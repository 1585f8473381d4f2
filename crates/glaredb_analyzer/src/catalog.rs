use std::fmt::Debug;
use std::sync::Arc;

use indexmap::IndexMap;
use parking_lot::RwLock;
use serde::{Deserialize, Serialize};

use crate::expr::scalar::DataType;

#[derive(Debug, Clone, PartialEq, Eq, Hash, Serialize, Deserialize)]
pub struct TableColumn {
    pub name: String,
    pub datatype: DataType,
}

impl TableColumn {
    pub fn new(name: impl Into<String>, datatype: DataType) -> Self {
        TableColumn {
            name: name.into(),
            datatype,
        }
    }
}

#[derive(Debug, Clone, PartialEq, Eq, Serialize, Deserialize)]
pub struct TableSchema {
    pub name: String,
    pub columns: Vec<TableColumn>,
}

/// Table lookups needed during analysis.
pub trait Catalog: Debug + Send + Sync {
    /// Get a table by name, returning None if it doesn't exist.
    fn get_table(&self, name: &str) -> Option<TableSchema>;
}

impl<C: Catalog + ?Sized> Catalog for Arc<C> {
    fn get_table(&self, name: &str) -> Option<TableSchema> {
        self.as_ref().get_table(name)
    }
}

/// In-memory catalog, good enough for tests and embedding.
///
/// Table names are case insensitive. Tables are kept in insertion order.
#[derive(Debug, Default)]
pub struct MemoryCatalog {
    tables: RwLock<IndexMap<String, TableSchema>>,
}

impl MemoryCatalog {
    pub fn new() -> Self {
        Self::default()
    }

    /// Create or replace a table.
    pub fn create_table<S, C>(&self, name: S, columns: C)
    where
        S: Into<String>,
        C: IntoIterator<Item = (S, DataType)>,
    {
        let name = name.into();
        let schema = TableSchema {
            name: name.clone(),
            columns: columns
                .into_iter()
                .map(|(name, datatype)| TableColumn::new(name, datatype))
                .collect(),
        };
        self.tables.write().insert(name.to_lowercase(), schema);
    }

    /// Drop a table, returning if it existed.
    pub fn drop_table(&self, name: &str) -> bool {
        self.tables
            .write()
            .shift_remove(&name.to_lowercase())
            .is_some()
    }

    pub fn table_names(&self) -> Vec<String> {
        self.tables
            .read()
            .values()
            .map(|t| t.name.clone())
            .collect()
    }
}

impl Catalog for MemoryCatalog {
    fn get_table(&self, name: &str) -> Option<TableSchema> {
        self.tables.read().get(&name.to_lowercase()).cloned()
    }
}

-- -- --

*What you should do*
A copy of each line above that holds the word "derive" is the expected answer.

*Response to this task*
#[derive(Debug, Clone, PartialEq, Eq, Hash, Serialize, Deserialize)]
#[derive(Debug, Clone, PartialEq, Eq, Serialize, Deserialize)]
#[derive(Debug, Default)]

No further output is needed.